═══ SUPPLIED MATERIAL ═══
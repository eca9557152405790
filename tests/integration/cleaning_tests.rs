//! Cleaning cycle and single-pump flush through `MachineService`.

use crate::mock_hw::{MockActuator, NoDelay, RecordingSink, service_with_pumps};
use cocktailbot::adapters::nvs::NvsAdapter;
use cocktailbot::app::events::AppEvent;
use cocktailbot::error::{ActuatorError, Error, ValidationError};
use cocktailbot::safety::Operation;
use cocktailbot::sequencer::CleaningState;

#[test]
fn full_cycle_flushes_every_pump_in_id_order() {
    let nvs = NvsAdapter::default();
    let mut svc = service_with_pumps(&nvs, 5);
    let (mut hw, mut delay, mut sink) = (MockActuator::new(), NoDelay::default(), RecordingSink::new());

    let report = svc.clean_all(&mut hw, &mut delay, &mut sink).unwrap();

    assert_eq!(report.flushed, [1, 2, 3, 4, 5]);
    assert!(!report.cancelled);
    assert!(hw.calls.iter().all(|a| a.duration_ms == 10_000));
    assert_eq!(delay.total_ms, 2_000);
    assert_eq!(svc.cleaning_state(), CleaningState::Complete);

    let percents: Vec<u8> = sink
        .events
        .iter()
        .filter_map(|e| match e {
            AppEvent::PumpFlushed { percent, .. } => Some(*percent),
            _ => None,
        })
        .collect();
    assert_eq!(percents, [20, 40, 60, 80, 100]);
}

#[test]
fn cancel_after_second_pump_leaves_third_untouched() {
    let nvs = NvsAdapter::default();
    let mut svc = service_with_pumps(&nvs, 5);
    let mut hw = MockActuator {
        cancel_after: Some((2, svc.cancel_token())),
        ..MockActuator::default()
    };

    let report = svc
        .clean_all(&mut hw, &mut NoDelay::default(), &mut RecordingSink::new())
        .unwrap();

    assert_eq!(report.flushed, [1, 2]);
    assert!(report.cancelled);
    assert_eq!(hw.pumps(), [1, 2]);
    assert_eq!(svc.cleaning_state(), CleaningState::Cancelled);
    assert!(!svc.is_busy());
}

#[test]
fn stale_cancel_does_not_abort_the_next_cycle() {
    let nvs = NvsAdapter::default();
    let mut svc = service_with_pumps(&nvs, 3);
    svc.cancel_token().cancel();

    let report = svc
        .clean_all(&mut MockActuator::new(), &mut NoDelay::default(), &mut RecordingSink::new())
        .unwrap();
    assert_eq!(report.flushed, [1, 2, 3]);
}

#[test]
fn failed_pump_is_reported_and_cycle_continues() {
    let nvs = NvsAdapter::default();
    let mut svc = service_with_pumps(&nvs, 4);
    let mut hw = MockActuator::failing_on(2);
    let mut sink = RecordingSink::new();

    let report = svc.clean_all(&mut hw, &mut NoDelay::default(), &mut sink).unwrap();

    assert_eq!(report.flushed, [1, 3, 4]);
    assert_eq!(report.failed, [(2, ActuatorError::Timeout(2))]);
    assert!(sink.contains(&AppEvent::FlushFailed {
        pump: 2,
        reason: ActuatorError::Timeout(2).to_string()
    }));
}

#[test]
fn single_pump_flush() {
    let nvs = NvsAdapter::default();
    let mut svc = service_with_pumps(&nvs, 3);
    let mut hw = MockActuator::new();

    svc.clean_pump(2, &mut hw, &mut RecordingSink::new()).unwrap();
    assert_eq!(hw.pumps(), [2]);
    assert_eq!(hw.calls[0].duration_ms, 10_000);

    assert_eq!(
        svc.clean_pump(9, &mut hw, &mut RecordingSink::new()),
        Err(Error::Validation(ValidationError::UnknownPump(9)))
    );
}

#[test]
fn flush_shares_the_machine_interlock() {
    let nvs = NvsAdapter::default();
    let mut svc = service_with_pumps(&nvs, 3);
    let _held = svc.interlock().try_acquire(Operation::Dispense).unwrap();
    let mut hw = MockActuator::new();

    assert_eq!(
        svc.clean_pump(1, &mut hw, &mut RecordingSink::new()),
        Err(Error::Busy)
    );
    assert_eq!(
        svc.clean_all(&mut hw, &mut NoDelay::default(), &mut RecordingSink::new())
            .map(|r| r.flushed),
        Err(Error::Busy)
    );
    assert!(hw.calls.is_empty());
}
═══
═══ SUPPLIED MATERIAL ═══
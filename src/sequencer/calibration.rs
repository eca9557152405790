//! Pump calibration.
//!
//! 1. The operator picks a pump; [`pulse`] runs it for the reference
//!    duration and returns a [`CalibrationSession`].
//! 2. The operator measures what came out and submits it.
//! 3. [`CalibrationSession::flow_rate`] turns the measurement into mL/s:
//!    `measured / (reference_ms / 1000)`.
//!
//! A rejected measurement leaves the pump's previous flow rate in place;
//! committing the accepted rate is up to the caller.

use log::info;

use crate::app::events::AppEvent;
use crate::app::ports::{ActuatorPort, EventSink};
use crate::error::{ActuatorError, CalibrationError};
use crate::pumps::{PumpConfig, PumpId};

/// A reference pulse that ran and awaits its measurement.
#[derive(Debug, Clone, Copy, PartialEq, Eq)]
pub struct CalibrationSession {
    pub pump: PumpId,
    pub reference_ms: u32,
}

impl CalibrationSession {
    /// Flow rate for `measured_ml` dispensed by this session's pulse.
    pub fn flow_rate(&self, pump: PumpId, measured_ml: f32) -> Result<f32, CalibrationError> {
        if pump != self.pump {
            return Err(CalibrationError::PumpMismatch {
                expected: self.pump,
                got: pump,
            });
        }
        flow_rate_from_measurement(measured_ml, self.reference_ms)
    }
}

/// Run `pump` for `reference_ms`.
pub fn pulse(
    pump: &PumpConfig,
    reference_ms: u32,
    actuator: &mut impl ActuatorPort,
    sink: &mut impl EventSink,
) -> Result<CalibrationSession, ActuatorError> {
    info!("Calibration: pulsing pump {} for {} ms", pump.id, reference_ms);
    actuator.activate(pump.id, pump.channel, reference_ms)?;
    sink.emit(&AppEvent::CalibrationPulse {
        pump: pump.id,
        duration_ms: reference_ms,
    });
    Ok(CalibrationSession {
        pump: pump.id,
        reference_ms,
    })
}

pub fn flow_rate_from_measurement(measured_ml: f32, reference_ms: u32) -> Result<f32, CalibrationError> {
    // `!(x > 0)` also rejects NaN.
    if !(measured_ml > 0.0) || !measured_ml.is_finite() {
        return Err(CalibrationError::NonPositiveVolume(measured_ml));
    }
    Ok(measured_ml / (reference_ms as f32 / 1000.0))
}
═══
TASK TO COMPLETE: Find how many of the lines above have the word "filename" in them. State only that number.

EXPECTED OUTPUT: 2